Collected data
****

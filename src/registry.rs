//! Entity registry — the ordered set of live top-level entities.
//!
//! Registration order is the contract: entities update in that order, so an
//! earlier entity's changes are visible to later ones in the same tick, and
//! they draw in that order, so later entities land on top.

use std::any::Any;

use crate::context::{Canvas, SimContext};
use crate::entities::{EntityKind, InputEvent};

/// Capability set every top-level entity provides.
pub trait Entity: Any + Send {
    /// Advance one tick.  `peers` gives access to every other registered
    /// entity; lookups that find nothing mean "not available this tick".
    fn update(&mut self, ctx: &mut SimContext, peers: &mut Peers<'_>);

    fn draw(&self, ctx: &SimContext, canvas: &mut dyn Canvas);

    fn handle_input(&mut self, _event: InputEvent, _ctx: &mut SimContext) {}

    /// Session clock stopped or restarted.  Anything timed off the wall
    /// clock should hold still while paused.
    fn set_paused(&mut self, _paused: bool) {}

    fn kind(&self) -> EntityKind;

    fn as_any(&self) -> &dyn Any;

    fn as_any_mut(&mut self) -> &mut dyn Any;
}

/// Handle returned by `Registry::add`; removal is by identity.
#[derive(Clone, Copy, Debug, PartialEq, Eq, Hash)]
pub struct EntityId(u64);

type Entry = (EntityId, Box<dyn Entity>);

/// Every registered entity except the one currently updating.
pub struct Peers<'a> {
    before: &'a mut [Entry],
    after: &'a mut [Entry],
}

impl Peers<'static> {
    /// No peers at all.
    pub fn none() -> Self {
        Peers {
            before: &mut [],
            after: &mut [],
        }
    }
}

impl<'a> Peers<'a> {
    /// First peer of `kind` in registration order.
    pub fn find_by_kind(&self, kind: EntityKind) -> Option<&dyn Entity> {
        self.before
            .iter()
            .chain(self.after.iter())
            .find(|(_, e)| e.kind() == kind)
            .map(|(_, e)| &**e as &dyn Entity)
    }

    pub fn find_by_kind_mut(&mut self, kind: EntityKind) -> Option<&mut dyn Entity> {
        self.before
            .iter_mut()
            .chain(self.after.iter_mut())
            .find(|(_, e)| e.kind() == kind)
            .map(|(_, e)| &mut **e as &mut dyn Entity)
    }

    /// First peer of `kind`, downcast to its concrete type.
    pub fn find<T: Entity>(&self, kind: EntityKind) -> Option<&T> {
        self.find_by_kind(kind)?.as_any().downcast_ref::<T>()
    }

    pub fn find_mut<T: Entity>(&mut self, kind: EntityKind) -> Option<&mut T> {
        self.find_by_kind_mut(kind)?.as_any_mut().downcast_mut::<T>()
    }

    pub fn len(&self) -> usize {
        self.before.len() + self.after.len()
    }

    pub fn is_empty(&self) -> bool {
        self.len() == 0
    }
}

#[derive(Default)]
pub struct Registry {
    entries: Vec<Entry>,
    next_id: u64,
}

impl Registry {
    pub fn new() -> Self {
        Self::default()
    }

    pub fn add(&mut self, entity: Box<dyn Entity>) -> EntityId {
        let id = EntityId(self.next_id);
        self.next_id += 1;
        log::debug!("registered {} as {:?}", entity.kind().as_str(), id);
        self.entries.push((id, entity));
        id
    }

    pub fn add_all<I>(&mut self, entities: I) -> Vec<EntityId>
    where
        I: IntoIterator<Item = Box<dyn Entity>>,
    {
        entities.into_iter().map(|e| self.add(e)).collect()
    }

    /// Remove by identity; `None` if it was never registered or already gone.
    pub fn remove(&mut self, id: EntityId) -> Option<Box<dyn Entity>> {
        let index = self.entries.iter().position(|(eid, _)| *eid == id)?;
        Some(self.entries.remove(index).1)
    }

    pub fn remove_all(&mut self) {
        self.entries.clear();
    }

    pub fn len(&self) -> usize {
        self.entries.len()
    }

    pub fn is_empty(&self) -> bool {
        self.entries.is_empty()
    }

    /// Entities in registration order.
    pub fn list(&self) -> impl Iterator<Item = &dyn Entity> {
        self.entries.iter().map(|(_, e)| &**e as &dyn Entity)
    }

    pub fn ids(&self) -> impl Iterator<Item = EntityId> + '_ {
        self.entries.iter().map(|(id, _)| *id)
    }

    /// First registered entity of `kind`.  Uniqueness is not enforced.
    pub fn find_by_kind(&self, kind: EntityKind) -> Option<&dyn Entity> {
        self.list().find(|e| e.kind() == kind)
    }

    pub fn find_by_kind_mut(&mut self, kind: EntityKind) -> Option<&mut dyn Entity> {
        self.entries
            .iter_mut()
            .find(|(_, e)| e.kind() == kind)
            .map(|(_, e)| &mut **e as &mut dyn Entity)
    }

    pub fn find<T: Entity>(&self, kind: EntityKind) -> Option<&T> {
        self.find_by_kind(kind)?.as_any().downcast_ref::<T>()
    }

    pub fn find_mut<T: Entity>(&mut self, kind: EntityKind) -> Option<&mut T> {
        self.find_by_kind_mut(kind)?.as_any_mut().downcast_mut::<T>()
    }

    // ── Dispatch ─────────────────────────────────────────────────────────────

    /// Update every entity in registration order.
    pub fn update_all(&mut self, ctx: &mut SimContext) {
        for i in 0..self.entries.len() {
            let (before, rest) = self.entries.split_at_mut(i);
            if let Some(((_, current), after)) = rest.split_first_mut() {
                let mut peers = Peers { before, after };
                current.update(ctx, &mut peers);
            }
        }
    }

    /// Draw every entity in registration order; later ones paint over earlier.
    pub fn draw_all(&self, ctx: &SimContext, canvas: &mut dyn Canvas) {
        for (_, entity) in &self.entries {
            entity.draw(ctx, canvas);
        }
    }

    pub fn dispatch_input(&mut self, event: InputEvent, ctx: &mut SimContext) {
        for (_, entity) in self.entries.iter_mut() {
            entity.handle_input(event, ctx);
        }
    }

    pub fn set_paused(&mut self, paused: bool) {
        for (_, entity) in self.entries.iter_mut() {
            entity.set_paused(paused);
        }
    }
}
//! Gun state machine: fire, cooldown, reload, beams.
//!
//! ```text
//!   Idle ──fire──▶ Firing ──▶ Idle
//!    │                          │
//!    └──── loaded == 0 ─────────┴──▶ ReloadPending ──timer──▶ Idle (loaded = capacity)
//! ```
//!
//! All mutable gun fields sit behind one mutex.  The reload timer runs on
//! its own thread and takes the same lock to refill, while the tick loop
//! takes it to fire, advance beams and read the HUD numbers.  A generation
//! counter guards against a timer that fires after its reload was cancelled.
//!
//! Reloads follow the session clock: `suspend_reload` stops the timer and
//! banks the time left, `resume_reload` schedules that remainder.

use std::sync::{Arc, Mutex, MutexGuard, PoisonError};
use std::thread::{self, JoinHandle};
use std::time::{Duration, Instant};

use crossbeam::channel::{after, bounded, select, Sender};

use crate::audio::{cue, Audio};
use crate::compute::{advance_beam, beam_out_of_range, point_in_rect};
use crate::entities::{Beam, Heading, Impact, Position, SpatialBody};

/// Per-gun numbers copied from a design at spawn time.
#[derive(Clone, Copy, Debug, PartialEq)]
pub struct GunStats {
    pub capacity: u32,
    pub power: i32,
    /// Beam travel speed, cells per second.
    pub beam_speed: f32,
    pub cooldown: Duration,
    pub reload: Duration,
    pub glyph: char,
}

/// Bounds for the upgrade operations.  Cooldowns have a floor so a gun can
/// never reach a zero-length fire loop.
#[derive(Clone, Copy, Debug, PartialEq)]
pub struct GunLimits {
    pub max_capacity: u32,
    pub max_power: i32,
    pub max_beam_speed: f32,
    pub min_cooldown: Duration,
    pub min_reload: Duration,
}

/// Hard floor applied on top of any configured minimum cooldown.
pub const COOLDOWN_FLOOR: Duration = Duration::from_millis(20);

impl Default for GunLimits {
    fn default() -> Self {
        Self {
            max_capacity: 30,
            max_power: 50,
            max_beam_speed: 60.0,
            min_cooldown: Duration::from_millis(60),
            min_reload: Duration::from_millis(300),
        }
    }
}

#[derive(Clone, Copy, Debug, PartialEq, Eq)]
pub enum FireOutcome {
    /// A beam left the muzzle.
    Fired,
    /// Still inside the cooldown window.
    CoolingDown,
    /// A reload is in flight.
    Reloading,
    /// Magazine was empty; this call started the reload instead of firing.
    ReloadTriggered,
}

/// Consistent view of the ammo counters, read under one lock.
#[derive(Clone, Copy, Debug, PartialEq, Eq)]
pub struct AmmoStatus {
    pub loaded: u32,
    pub capacity: u32,
    pub reloading: bool,
}

struct ReloadTask {
    cancel: Sender<()>,
    _handle: Option<JoinHandle<()>>,
}

impl ReloadTask {
    fn cancel(&self) {
        let _ = self.cancel.try_send(());
    }
}

struct GunState {
    stats: GunStats,
    loaded: u32,
    reloading: bool,
    generation: u64,
    /// Reload time still owed, and when the running timer started.
    reload_left: Duration,
    timer_started: Option<Instant>,
    suspended: bool,
    last_fire: Option<Duration>,
    beams: Vec<Beam>,
    task: Option<ReloadTask>,
}

fn lock(state: &Mutex<GunState>) -> MutexGuard<'_, GunState> {
    state.lock().unwrap_or_else(PoisonError::into_inner)
}

pub struct Gun {
    state: Arc<Mutex<GunState>>,
    heading: Heading,
}

impl std::fmt::Debug for Gun {
    fn fmt(&self, f: &mut std::fmt::Formatter<'_>) -> std::fmt::Result {
        let s = lock(&self.state);
        f.debug_struct("Gun")
            .field("stats", &s.stats)
            .field("loaded", &s.loaded)
            .field("reloading", &s.reloading)
            .field("beams", &s.beams.len())
            .finish()
    }
}

impl Gun {
    /// A full gun whose beams travel along `heading`.
    pub fn new(stats: GunStats, heading: Heading) -> Self {
        let stats = GunStats {
            cooldown: stats.cooldown.max(COOLDOWN_FLOOR),
            ..stats
        };
        Self {
            state: Arc::new(Mutex::new(GunState {
                stats,
                loaded: stats.capacity,
                reloading: false,
                generation: 0,
                reload_left: Duration::ZERO,
                timer_started: None,
                suspended: false,
                last_fire: None,
                beams: Vec::new(),
                task: None,
            })),
            heading,
        }
    }

    pub fn heading(&self) -> Heading {
        self.heading
    }

    pub fn stats(&self) -> GunStats {
        lock(&self.state).stats
    }

    pub fn loaded(&self) -> u32 {
        lock(&self.state).loaded
    }

    pub fn is_reloading(&self) -> bool {
        lock(&self.state).reloading
    }

    pub fn is_reload_suspended(&self) -> bool {
        lock(&self.state).suspended
    }

    pub fn ammo(&self) -> AmmoStatus {
        let s = lock(&self.state);
        AmmoStatus {
            loaded: s.loaded,
            capacity: s.stats.capacity,
            reloading: s.reloading,
        }
    }

    // ── Fire / reload ────────────────────────────────────────────────────────

    /// Try to fire one beam from `muzzle` at sim time `now`.  The fire cue
    /// plays at `volume`.
    pub fn fire(&self, now: Duration, muzzle: Position, audio: &dyn Audio, volume: f32) -> FireOutcome {
        let mut s = lock(&self.state);
        if s.reloading {
            return FireOutcome::Reloading;
        }
        if let Some(last) = s.last_fire {
            if now.saturating_sub(last) < s.stats.cooldown {
                return FireOutcome::CoolingDown;
            }
        }
        if s.loaded == 0 {
            self.start_reload(&mut s);
            return FireOutcome::ReloadTriggered;
        }

        let speed = s.stats.beam_speed;
        let glyph = s.stats.glyph;
        s.beams.push(Beam {
            pos: muzzle,
            heading: self.heading,
            speed,
            glyph,
        });
        s.loaded -= 1;
        s.last_fire = Some(now);
        drop(s);

        let name = match self.heading {
            Heading::AwayFromPlayer => cue::FIRE,
            Heading::TowardPlayer => cue::ENEMY_FIRE,
        };
        audio.play(name, volume);
        FireOutcome::Fired
    }

    /// Manual reload.  Ignored while one is already in flight or when the
    /// magazine is full.  Returns true if a reload was scheduled.
    pub fn reload(&self) -> bool {
        let mut s = lock(&self.state);
        if s.reloading || s.loaded >= s.stats.capacity {
            return false;
        }
        self.start_reload(&mut s);
        true
    }

    /// Cancel an in-flight reload without refilling.  Returns true if one
    /// was pending.
    pub fn cancel_reload(&self) -> bool {
        let mut s = lock(&self.state);
        let pending = s.reloading;
        s.reloading = false;
        s.suspended = false;
        Self::stop_timer(&mut s);
        if pending {
            log::debug!("reload cancelled");
        }
        pending
    }

    /// Freeze an in-flight reload.  Returns true if one was running.
    pub fn suspend_reload(&self) -> bool {
        let mut s = lock(&self.state);
        if !s.reloading || s.suspended {
            return false;
        }
        let ran = s.timer_started.map(|t| t.elapsed()).unwrap_or_default();
        s.reload_left = s.reload_left.saturating_sub(ran);
        s.suspended = true;
        Self::stop_timer(&mut s);
        log::debug!("reload suspended ({} ms left)", s.reload_left.as_millis());
        true
    }

    /// Restart the timer of a suspended reload for the time it still owes.
    pub fn resume_reload(&self) -> bool {
        let mut s = lock(&self.state);
        if !s.reloading || !s.suspended {
            return false;
        }
        s.suspended = false;
        self.schedule(&mut s);
        true
    }

    /// Invalidate the running timer, if any.
    fn stop_timer(s: &mut GunState) {
        s.generation += 1;
        s.timer_started = None;
        if let Some(task) = s.task.take() {
            task.cancel();
        }
    }

    fn start_reload(&self, s: &mut GunState) {
        if s.reloading {
            return;
        }
        s.reloading = true;
        s.suspended = false;
        s.reload_left = s.stats.reload;
        self.schedule(s);
    }

    fn schedule(&self, s: &mut GunState) {
        s.generation += 1;
        let generation = s.generation;
        let delay = s.reload_left;
        s.timer_started = Some(Instant::now());
        log::debug!("reload scheduled ({} ms)", delay.as_millis());

        let (cancel_tx, cancel_rx) = bounded::<()>(1);
        let state = Arc::clone(&self.state);
        let spawned = thread::Builder::new()
            .name("reload".to_string())
            .spawn(move || {
                select! {
                    recv(cancel_rx) -> _ => {
                        log::trace!("reload timer {} stopped", generation);
                    }
                    recv(after(delay)) -> _ => {
                        let mut s = lock(&state);
                        if s.reloading && s.generation == generation {
                            s.loaded = s.stats.capacity;
                            s.reloading = false;
                            s.timer_started = None;
                            s.task = None;
                            log::debug!("reload complete ({} loaded)", s.loaded);
                        }
                    }
                }
            });

        match spawned {
            Ok(handle) => {
                s.task = Some(ReloadTask {
                    cancel: cancel_tx,
                    _handle: Some(handle),
                });
            }
            Err(e) => {
                log::warn!("reload thread unavailable ({}), refilling immediately", e);
                s.loaded = s.stats.capacity;
                s.reloading = false;
                s.timer_started = None;
            }
        }
    }

    // ── Beams ────────────────────────────────────────────────────────────────

    /// Move every beam and drop those that left the visible rows.
    pub fn advance(&self, dt: f32, viewport_height: u16) {
        let mut s = lock(&self.state);
        for beam in s.beams.iter_mut() {
            advance_beam(beam, dt);
        }
        s.beams.retain(|b| !beam_out_of_range(b, viewport_height));
    }

    /// Remove and report the first beam that lands inside `body`.
    pub fn strike(&self, body: &SpatialBody) -> Option<Impact> {
        let mut s = lock(&self.state);
        let index = s.beams.iter().position(|b| point_in_rect(b.pos, body))?;
        let beam = s.beams.remove(index);
        Some(Impact {
            at: beam.pos,
            power: s.stats.power,
        })
    }

    pub fn beams(&self) -> Vec<Beam> {
        lock(&self.state).beams.clone()
    }

    pub fn beam_count(&self) -> usize {
        lock(&self.state).beams.len()
    }

    // ── Upgrades ─────────────────────────────────────────────────────────────

    /// Grow the magazine by `step`, capped at `limits.max_capacity`.
    pub fn upgrade_capacity(&self, step: u32, limits: &GunLimits) -> bool {
        let mut s = lock(&self.state);
        let next = s.stats.capacity.saturating_add(step).min(limits.max_capacity);
        if next <= s.stats.capacity {
            return false;
        }
        s.stats.capacity = next;
        true
    }

    pub fn upgrade_power(&self, step: i32, limits: &GunLimits) -> bool {
        let mut s = lock(&self.state);
        let next = s.stats.power.saturating_add(step).min(limits.max_power);
        if next <= s.stats.power {
            return false;
        }
        s.stats.power = next;
        true
    }

    pub fn upgrade_beam_speed(&self, step: f32, limits: &GunLimits) -> bool {
        let mut s = lock(&self.state);
        let next = (s.stats.beam_speed + step).min(limits.max_beam_speed);
        if next <= s.stats.beam_speed {
            return false;
        }
        s.stats.beam_speed = next;
        true
    }

    /// Shorten the fire cooldown, never below the configured minimum or
    /// `COOLDOWN_FLOOR`.
    pub fn reduce_cooldown(&self, step: Duration, limits: &GunLimits) -> bool {
        let floor = limits.min_cooldown.max(COOLDOWN_FLOOR);
        let mut s = lock(&self.state);
        let next = s.stats.cooldown.saturating_sub(step).max(floor);
        if next >= s.stats.cooldown {
            return false;
        }
        s.stats.cooldown = next;
        true
    }

    pub fn reduce_reload(&self, step: Duration, limits: &GunLimits) -> bool {
        let floor = limits.min_reload.max(COOLDOWN_FLOOR);
        let mut s = lock(&self.state);
        let next = s.stats.reload.saturating_sub(step).max(floor);
        if next >= s.stats.reload {
            return false;
        }
        s.stats.reload = next;
        true
    }
}

impl Drop for Gun {
    fn drop(&mut self) {
        self.cancel_reload();
    }
}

****

=== YOUR GOAL ===
Locate the lines above that hold the word "audio". Show every one of them.

=== SOLVED EXERCISE ===
use crate::audio::{cue, Audio};
    pub fn fire(&self, now: Duration, muzzle: Position, audio: &dyn Audio, volume: f32) -> FireOutcome {
        audio.play(name, volume);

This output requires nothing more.